The Cat Lady earned the moniker, but was affectionately known by her friends and family as Fern McCollough. Her personality was colourful and vibrant, as was her wardrobe, and her home. She was a wealthy woman that lived with and loved 14 cats in this fascinatingly unique home. Cat calendars and cat decorations and cat themed photo albums filled with cat photographs and cat themed everything else you can imagine filled the home. A pair of photographs I came across depicted her car sitting in the glass ceilinged garage at the rear of the house, the license plate read 'CATS 14' and across the hood and automatic headlight covers were airbrushed images of...you guessed it - CATS!

This was the second stop on the East Meets West Tour with Freak, Doom and Dallas in late August of 2012. The home itself was set far back from the road down a long winding driveway along a wealthy stretch of a rural road in Burlington, Ontario.
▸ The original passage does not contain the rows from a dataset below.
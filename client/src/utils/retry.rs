use std::future::Future;

use anyhow::{anyhow, Result};
use log::{debug, error};
use tokio::time::{sleep, timeout, Duration};

/// Attempts, backoff and per-attempt deadline for one RPC call.
#[derive(Clone, Copy, Debug, PartialEq, Eq)]
pub struct RetryPolicy {
    pub max_attempts: u32,
    pub initial_backoff: Duration,
    pub max_backoff: Duration,
    pub attempt_timeout: Duration,
}

impl Default for RetryPolicy {
    fn default() -> Self {
        Self {
            max_attempts: 8,
            initial_backoff: Duration::from_millis(200),
            max_backoff: Duration::from_secs(10),
            attempt_timeout: Duration::from_secs(8),
        }
    }
}

impl RetryPolicy {
    /// Delay before attempt `attempt + 1`, doubling from the initial backoff.
    pub fn backoff(&self, attempt: u32) -> Duration {
        self.initial_backoff
            .checked_mul(1u32.checked_shl(attempt).unwrap_or(u32::MAX))
            .unwrap_or(self.max_backoff)
            .min(self.max_backoff)
    }
}

/// Retry with the default policy.
pub async fn retry<F, Fut, T>(f: F) -> Result<T>
where
    F: Fn() -> Fut,
    Fut: Future<Output = Result<T>>,
{
    retry_with(&RetryPolicy::default(), f).await
}

/// Run `f` until it succeeds or the policy's attempts run out.
/// The last error is returned as is.
pub async fn retry_with<F, Fut, T>(policy: &RetryPolicy, f: F) -> Result<T>
where
    F: Fn() -> Fut,
    Fut: Future<Output = Result<T>>,
{
    let attempts = policy.max_attempts.max(1);

    for attempt in 0..attempts {
        let last = attempt + 1 == attempts;

        let failure = match timeout(policy.attempt_timeout, f()).await {
            Ok(Ok(value)) => return Ok(value),
            Ok(Err(e)) => e,
            Err(_) => anyhow!("Timed out after {:?}", policy.attempt_timeout),
        };

        if last {
            error!("Giving up after {} attempts: {:?}", attempts, failure);
            return Err(failure);
        }

        let delay = policy.backoff(attempt);
        debug!("Attempt {} failed ({}), retrying after {:?}", attempt + 1, failure, delay);
        sleep(delay).await;
    }

    Err(anyhow!("No attempts were made"))
}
As we approached the home, anticipation was eating me alive. I'd been waiting for months to finally get my paws into this place and poke around, and the time had finally come...
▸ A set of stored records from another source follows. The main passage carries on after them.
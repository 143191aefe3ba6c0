use std::collections::{BTreeMap, HashSet};

use chrono::{DateTime, NaiveDate, SecondsFormat, Utc};
use futures::future::try_join_all;
use log::{debug, warn};
use mind_api::prelude::{EventParseError, UnstakeEvent};
use solana_sdk::{pubkey::Pubkey, signature::Signature};

use super::{BurnDay, BurnOptions, BurnSummary, ExtractionStats};
use crate::error::AggregationError;
use crate::source::{HistorySource, SignatureInfo, TransactionRecord};

/// Pull unstake events out of one transaction's logs.
///
/// Only `Program data:` lines emitted while `program_id` is the innermost
/// running program are considered.
pub fn extract_unstake_events(
    log_messages: &[String],
    program_id: &Pubkey,
    stats: &mut ExtractionStats,
) -> Vec<UnstakeEvent> {
    let mut events = Vec::new();
    let mut program_stack: Vec<Pubkey> = Vec::new();

    for log in log_messages {
        if is_program_invoke(log) {
            if let Some(id) = get_program_id(log) {
                program_stack.push(id);
            }
            continue;
        }
        if is_program_success(log) || is_program_failure(log) {
            program_stack.pop();
            continue;
        }

        if program_stack.last() != Some(program_id) || !is_program_data(log) {
            continue;
        }

        let Some(data) = get_event_data(log) else {
            stats.malformed_payloads += 1;
            continue;
        };

        match UnstakeEvent::try_from_bytes(&data) {
            Ok(event) => events.push(event),
            Err(EventParseError::TooShort { .. }) => stats.short_payloads += 1,
            Err(EventParseError::TagMismatch) => stats.tag_mismatches += 1,
        }
    }

    events
}

#[derive(Clone, Copy, Debug, Default)]
struct DayTotals {
    unstaked: u64,
    burned: u64,
}

/// Folds unstake events into per-day totals.
pub struct BurnAggregator {
    program_id: Pubkey,
    excluded: HashSet<Pubkey>,
    days: BTreeMap<NaiveDate, DayTotals>,
    total_unstaked: u64,
    total_burned: u64,
    latest_event_at: Option<i64>,
    pub stats: ExtractionStats,
}

impl BurnAggregator {
    pub fn new(program_id: Pubkey, excluded: impl IntoIterator<Item = Pubkey>) -> Self {
        Self {
            program_id,
            excluded: excluded.into_iter().collect(),
            days: BTreeMap::new(),
            total_unstaked: 0,
            total_burned: 0,
            latest_event_at: None,
            stats: ExtractionStats::default(),
        }
    }

    /// Add one fetched transaction. `fallback_time` comes from the signature listing.
    pub fn record_transaction(&mut self, record: &TransactionRecord, fallback_time: Option<i64>) {
        self.stats.transactions_scanned += 1;

        if record.failed {
            self.stats.failed_transactions += 1;
            return;
        }

        let events = extract_unstake_events(&record.log_messages, &self.program_id, &mut self.stats);
        if events.is_empty() {
            return;
        }

        let block_time = record.block_time.or(fallback_time);
        let date = block_time
            .and_then(|ts| DateTime::<Utc>::from_timestamp(ts, 0))
            .map(|dt| dt.date_naive());

        for event in events {
            if self.excluded.contains(&event.owner) {
                self.stats.excluded_events += 1;
                continue;
            }
            let (Some(ts), Some(date)) = (block_time, date) else {
                self.stats.missing_block_time += 1;
                continue;
            };

            let burned = event.burned();
            let day = self.days.entry(date).or_default();
            day.unstaked = day.unstaked.saturating_add(event.amount);
            day.burned = day.burned.saturating_add(burned);

            self.total_unstaked = self.total_unstaked.saturating_add(event.amount);
            self.total_burned = self.total_burned.saturating_add(burned);
            self.latest_event_at = Some(self.latest_event_at.map_or(ts, |latest| latest.max(ts)));
            self.stats.events += 1;
        }
    }

    pub fn finish(self) -> BurnSummary {
        let days = self
            .days
            .iter()
            .map(|(date, totals)| BurnDay {
                date: date.format("%Y-%m-%d").to_string(),
                unstaked_amount: totals.unstaked,
                burned_amount: totals.burned,
            })
            .collect();

        let mut excluded_owners: Vec<String> = self.excluded.iter().map(|o| o.to_string()).collect();
        excluded_owners.sort();

        BurnSummary {
            days,
            total_unstaked: self.total_unstaked,
            total_burned: self.total_burned,
            latest_event_at: self.latest_event_at.and_then(format_timestamp),
            excluded_owners,
            diagnostics: self.stats,
        }
    }
}

/// `2024-07-01T12:00:00.000Z`.
pub fn format_timestamp(ts: i64) -> Option<String> {
    DateTime::<Utc>::from_timestamp(ts, 0).map(|dt| dt.to_rfc3339_opts(SecondsFormat::Millis, true))
}

/// Walk the address's history newest to oldest until a short or empty page.
pub async fn collect_signatures<S: HistorySource>(
    source: &S,
    address: &Pubkey,
    page_size: usize,
) -> Result<Vec<SignatureInfo>, AggregationError> {
    let mut signatures = Vec::new();
    let mut before: Option<Signature> = None;

    loop {
        let page = source
            .get_signature_page(address, before, page_size)
            .await
            .map_err(|e| AggregationError::SignatureEnumerationFailed(e.to_string()))?;

        let full = page.len() >= page_size;
        before = page.last().map(|info| info.signature);
        signatures.extend(page);

        if !full || before.is_none() {
            break;
        }
    }

    debug!("Collected {} signatures for {}", signatures.len(), address);
    Ok(signatures)
}

/// Rebuild the burn ledger for `program_id` from its public logs.
///
/// A batch whose fetch fails contributes nothing and is counted; only a
/// failure to enumerate signatures aborts the pass.
pub async fn aggregate_burns<S: HistorySource>(
    source: &S,
    program_id: &Pubkey,
    options: &BurnOptions,
) -> Result<BurnSummary, AggregationError> {
    let signatures = collect_signatures(source, program_id, options.page_size.max(1)).await?;

    let mut aggregator = BurnAggregator::new(*program_id, options.excluded_owners.iter().copied());
    aggregator.stats.signatures = signatures.len() as u64;

    for batch in signatures.chunks(options.batch_size.max(1)) {
        let mut pending = Vec::with_capacity(batch.len());
        for info in batch {
            if info.failed {
                aggregator.stats.failed_transactions += 1;
            } else {
                pending.push(info);
            }
        }
        if pending.is_empty() {
            continue;
        }

        let fetches = pending.iter().map(|info| source.get_transaction_record(&info.signature));
        match try_join_all(fetches).await {
            Ok(records) => {
                for (info, record) in pending.iter().zip(records) {
                    aggregator.record_transaction(&record, info.block_time);
                }
            }
            Err(e) => {
                warn!("Skipping batch of {} transactions: {:?}", pending.len(), e);
                aggregator.stats.failed_batches += 1;
            }
        }
    }

    Ok(aggregator.finish())
}

fn log_parts(log: &str) -> Vec<&str> {
    log.split_whitespace().collect()
}

fn is_program_invoke(log: &str) -> bool {
    let parts = log_parts(log);
    parts.len() >= 3 && parts[0] == "Program" && parts[2] == "invoke"
}

fn is_program_success(log: &str) -> bool {
    let parts = log_parts(log);
    parts.len() == 3 && parts[0] == "Program" && parts[2] == "success"
}

fn is_program_failure(log: &str) -> bool {
    let parts = log_parts(log);
    parts.len() >= 3 && parts[0] == "Program" && parts[2].starts_with("failed")
}

fn is_program_data(log: &str) -> bool {
    log.starts_with("Program data: ")
}

fn get_program_id(log: &str) -> Option<Pubkey> {
    let parts = log_parts(log);
    if parts.len() >= 3 {
        return parts[1].parse::<Pubkey>().ok();
    }
    None
}

fn get_event_data(log: &str) -> Option<Vec<u8>> {
    let encoded_data = log.strip_prefix("Program data: ")?;
    base64::decode(encoded_data.trim()).ok()
}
http://jermalism.blogspot.ca/2013/05/abandonment-issues-cat-lady-house.html





IMG_4481 by jerm IX, on Flickr





IMG_4473 by jerm IX, on Flickr




IMG_4385 by jerm IX, on Flickr




IMG_4450 by jerm IX, on Flickr




IMG_4452 by jerm IX, on Flickr




IMG_4360 by jerm IX, on Flickr




IMG_4429 by jerm IX, on Flickr




IMG_4453 by jerm IX, on Flickr




IMG_4436 by jerm IX, on Flickr




IMG_4434 by jerm IX, on Flickr


----------



## shot_in_the_dark (May 28, 2013)

sad and fascinating, great pics, thanks for sharing


----------



## NakedEye (May 29, 2013)

Looks a great place to explore....would have liked more photos though to get a feel of the place as I was left a bit disappointed by the end with so few pics and after such an intruiging introduction...sorry!! Also, I always think out of respect for the owners, personal details should be photo shopped out especially bank details...anyway... cheers for sharing...


----------



## flyboys90 (May 29, 2013)

Quite a sad tale,thanks for sharing.


----------



## jerm IX (Jun 3, 2013)

Cheers. Yeah I had a brain fart while editing. I intended to blur some info on the credit card. Ill get to it soon.


----------